Data: Begin

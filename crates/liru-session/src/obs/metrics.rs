//! In-process session metrics.
//!
//! Counters, gauges and a fixed-bucket histogram keyed by label sets backed
//! by `DashMap`. Label pairs are sorted so the same set always maps to the
//! same series. Durations are bucketed in microseconds to keep the hot path
//! integer-only.

use dashmap::DashMap;
use std::fmt::Write;
use std::sync::atomic::{AtomicI64, AtomicU64, Ordering};
use std::time::Duration;

type LabelKey = Vec<(String, String)>;

fn label_key(labels: &[(&str, &str)]) -> LabelKey {
    let mut key: LabelKey = labels
        .iter()
        .map(|(k, v)| (k.to_string(), v.to_string()))
        .collect();
    key.sort();
    key
}

fn escape_label(v: &str) -> String {
    v.replace('\\', "\\\\").replace('"', "\\\"").replace('\n', "\\n")
}

fn render_labels(key: &LabelKey) -> String {
    key.iter()
        .map(|(k, v)| format!("{}=\"{}\"", k, escape_label(v)))
        .collect::<Vec<_>>()
        .join(",")
}

#[derive(Default)]
pub struct CounterVec {
    map: DashMap<LabelKey, AtomicU64>,
}

impl CounterVec {
    pub fn inc(&self, labels: &[(&str, &str)]) {
        self.map
            .entry(label_key(labels))
            .or_insert_with(|| AtomicU64::new(0))
            .fetch_add(1, Ordering::Relaxed);
    }

    pub fn get(&self, labels: &[(&str, &str)]) -> u64 {
        self.map
            .get(&label_key(labels))
            .map(|c| c.load(Ordering::Relaxed))
            .unwrap_or(0)
    }

    fn render(&self, name: &str, out: &mut String) {
        let _ = writeln!(out, "# TYPE {name} counter");
        for r in self.map.iter() {
            let _ = writeln!(out, "{name}{{{}}} {}", render_labels(r.key()), r.value().load(Ordering::Relaxed));
        }
    }
}

#[derive(Default)]
pub struct GaugeVec {
    map: DashMap<LabelKey, AtomicI64>,
}

impl GaugeVec {
    pub fn inc(&self, labels: &[(&str, &str)]) {
        self.add(labels, 1);
    }

    pub fn dec(&self, labels: &[(&str, &str)]) {
        self.add(labels, -1);
    }

    fn add(&self, labels: &[(&str, &str)], v: i64) {
        self.map
            .entry(label_key(labels))
            .or_insert_with(|| AtomicI64::new(0))
            .fetch_add(v, Ordering::Relaxed);
    }

    pub fn get(&self, labels: &[(&str, &str)]) -> i64 {
        self.map
            .get(&label_key(labels))
            .map(|g| g.load(Ordering::Relaxed))
            .unwrap_or(0)
    }

    fn render(&self, name: &str, out: &mut String) {
        let _ = writeln!(out, "# TYPE {name} gauge");
        for r in self.map.iter() {
            let _ = writeln!(out, "{name}{{{}}} {}", render_labels(r.key()), r.value().load(Ordering::Relaxed));
        }
    }
}

// 50us .. 100ms. A texture copy slower than a few frames is already a stall.
const BUCKETS_MICROS: [u64; 8] = [50, 100, 250, 500, 1_000, 5_000, 16_000, 100_000];

#[derive(Default)]
struct AtomicHistogram {
    count: AtomicU64,
    sum: AtomicU64,
    buckets: [AtomicU64; BUCKETS_MICROS.len()],
}

#[derive(Default)]
pub struct HistogramVec {
    map: DashMap<LabelKey, AtomicHistogram>,
}

impl HistogramVec {
    /// Record one observation into every bucket at or above it.
    pub fn observe(&self, labels: &[(&str, &str)], duration: Duration) {
        let hist = self.map.entry(label_key(labels)).or_insert_with(AtomicHistogram::default);
        let micros = u64::try_from(duration.as_micros()).unwrap_or(u64::MAX);

        hist.count.fetch_add(1, Ordering::Relaxed);
        hist.sum.fetch_add(micros, Ordering::Relaxed);
        for (bucket, &le) in hist.buckets.iter().zip(BUCKETS_MICROS.iter()) {
            if micros <= le {
                bucket.fetch_add(1, Ordering::Relaxed);
            }
        }
    }

    pub fn count(&self, labels: &[(&str, &str)]) -> u64 {
        self.map
            .get(&label_key(labels))
            .map(|h| h.count.load(Ordering::Relaxed))
            .unwrap_or(0)
    }

    fn render(&self, name: &str, out: &mut String) {
        let _ = writeln!(out, "# TYPE {name} histogram");
        for r in self.map.iter() {
            let labels = render_labels(r.key());
            let prefix = if labels.is_empty() { String::new() } else { format!("{labels},") };
            let hist = r.value();

            for (bucket, le) in hist.buckets.iter().zip(BUCKETS_MICROS.iter()) {
                let _ = writeln!(out, "{name}_bucket{{{prefix}le=\"{le}\"}} {}", bucket.load(Ordering::Relaxed));
            }
            let count = hist.count.load(Ordering::Relaxed);
            let _ = writeln!(out, "{name}_bucket{{{prefix}le=\"+Inf\"}} {count}");
            let _ = writeln!(out, "{name}_sum{{{labels}}} {}", hist.sum.load(Ordering::Relaxed));
            let _ = writeln!(out, "{name}_count{{{labels}}} {count}");
        }
    }
}

/// Metrics shared by any number of sessions.
#[derive(Default)]
pub struct SessionMetrics {
    /// `{role, outcome}` where outcome is `ok`, `usage_error` or `transport_error`.
    pub frames: CounterVec,
    pub sessions_active: GaugeVec,
    /// Transport call duration, `{role}`.
    pub exchange_duration: HistogramVec,
}

impl SessionMetrics {
    pub fn new() -> Self {
        Self::default()
    }

    pub fn render(&self) -> String {
        let mut out = String::new();
        self.frames.render("liru_frames_total", &mut out);
        self.sessions_active.render("liru_sessions_active", &mut out);
        self.exchange_duration.render("liru_exchange_duration_micros", &mut out);
        out
    }
}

Data: End

:: Task brief ::
Look for the word "DashMap" in the records above, count the lines that hold it, and give only that number.

:: Result of the task ::
5